Last Updated on 4 Nov 2020 10:27 pm (UK Time)
Australia, it cannot be doubted, has produced many world class sports stars, per capita possibly more than any other country in the world. That and the little green god aside we have to take our hats off to number 95 on our lists of the 100 greatest sports stars ever – possibly the greatest sportswoman that Australia has ever produced. Yet why, we wonder, have so few people ever heard of the incomparable Heather McKay?
It could be the fact that her sport was squash (she is not retired): for whatever reasons the sport has not joined the likes of golf and tennis in the megabucks or for that matter mega interest stakes.
It could be, also (and we say this shamefully) that in an oft overlooked sport the female players are generally ignored even more than the male. Whatever the case, it remains that Heather McKay has one of the most outstanding sports records that you will ever hear about.

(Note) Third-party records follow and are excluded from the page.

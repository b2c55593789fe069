//! Request extractors with JSON rejections
//!
//! Wrap axum's extractors so malformed bodies, paths and queries come back as
//! `AppError` JSON instead of plain text.
//!
//! Author: hephaex@gmail.com

use crate::error::AppError;
use axum::{
    async_trait,
    extract::{
        multipart::MultipartRejection,
        rejection::{JsonRejection, PathRejection, QueryRejection},
        FromRequest, FromRequestParts, Multipart, Path, Query, Request,
    },
    http::request::Parts,
    Json,
};
use serde::de::DeserializeOwned;

/// JSON request body
pub struct ApiJson<T>(pub T);

/// Path parameters
pub struct ApiPath<T>(pub T);

/// Query string
pub struct ApiQuery<T>(pub T);

/// Multipart form data
pub struct ApiMultipart(pub Multipart);

#[async_trait]
impl<T, S> FromRequest<S> for ApiJson<T>
where
    T: DeserializeOwned,
    S: Send + Sync,
{
    type Rejection = AppError;

    async fn from_request(req: Request, state: &S) -> Result<Self, Self::Rejection> {
        let Json(value) = Json::<T>::from_request(req, state).await?;
        Ok(Self(value))
    }
}

#[async_trait]
impl<T, S> FromRequestParts<S> for ApiPath<T>
where
    T: DeserializeOwned + Send,
    S: Send + Sync,
{
    type Rejection = AppError;

    async fn from_request_parts(parts: &mut Parts, state: &S) -> Result<Self, Self::Rejection> {
        let Path(value) = Path::<T>::from_request_parts(parts, state).await?;
        Ok(Self(value))
    }
}

#[async_trait]
impl<T, S> FromRequestParts<S> for ApiQuery<T>
where
    T: DeserializeOwned,
    S: Send + Sync,
{
    type Rejection = AppError;

    async fn from_request_parts(parts: &mut Parts, state: &S) -> Result<Self, Self::Rejection> {
        let Query(value) = Query::<T>::from_request_parts(parts, state).await?;
        Ok(Self(value))
    }
}

#[async_trait]
impl<S> FromRequest<S> for ApiMultipart
where
    S: Send + Sync,
{
    type Rejection = AppError;

    async fn from_request(req: Request, state: &S) -> Result<Self, Self::Rejection> {
        Ok(Self(Multipart::from_request(req, state).await?))
    }
}

impl From<JsonRejection> for AppError {
    fn from(rejection: JsonRejection) -> Self {
        AppError::rejected(rejection.status(), rejection.body_text())
    }
}

impl From<PathRejection> for AppError {
    fn from(rejection: PathRejection) -> Self {
        AppError::rejected(rejection.status(), rejection.body_text())
    }
}

impl From<QueryRejection> for AppError {
    fn from(rejection: QueryRejection) -> Self {
        AppError::rejected(rejection.status(), rejection.body_text())
    }
}

impl From<MultipartRejection> for AppError {
    fn from(rejection: MultipartRejection) -> Self {
        AppError::rejected(rejection.status(), rejection.body_text())
    }
}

Domination isn’t quite the word for what she represented in the squash world. She was the ultimate squash player of the 60s and 70s and won 16 British Open titles in a row between 62 and 77. She also won the World Open title when it began in 1979.
During this period she was never defeated. Not once. Never. Hats off to Heather! How many other sports stars have that sort of record? Yes, we couldn’t either.
What was more she also played racquetball and field hockey at top levels. Born in 1941 McKay was defeated only twice in her career (once in 60 and again in 62). When she retired in 1981 she had not been beaten since that day in 1962.
Her first British Open came at the age of 21 and then there was almost a generation of comfortable wins. In 1968 she won the final against Bev Johnson (also an Australian) without conceding a single point.
Retiring at the age of 40 from top-level squash she has remained active in the Masters Level events, winning two over-45 and two over-50 World Championships. To cap it all she was a member of the Australian
Women’s Hockey Team and won the American (Amateur) Racquetball Championship in 1979. Moreover she won the professional version of that title three times (80, 81 and 84) as well as winning the Canadian Racquetball Championship five times.
Some amazing facts about an amazing sportswoman. Although little known outside of her arena.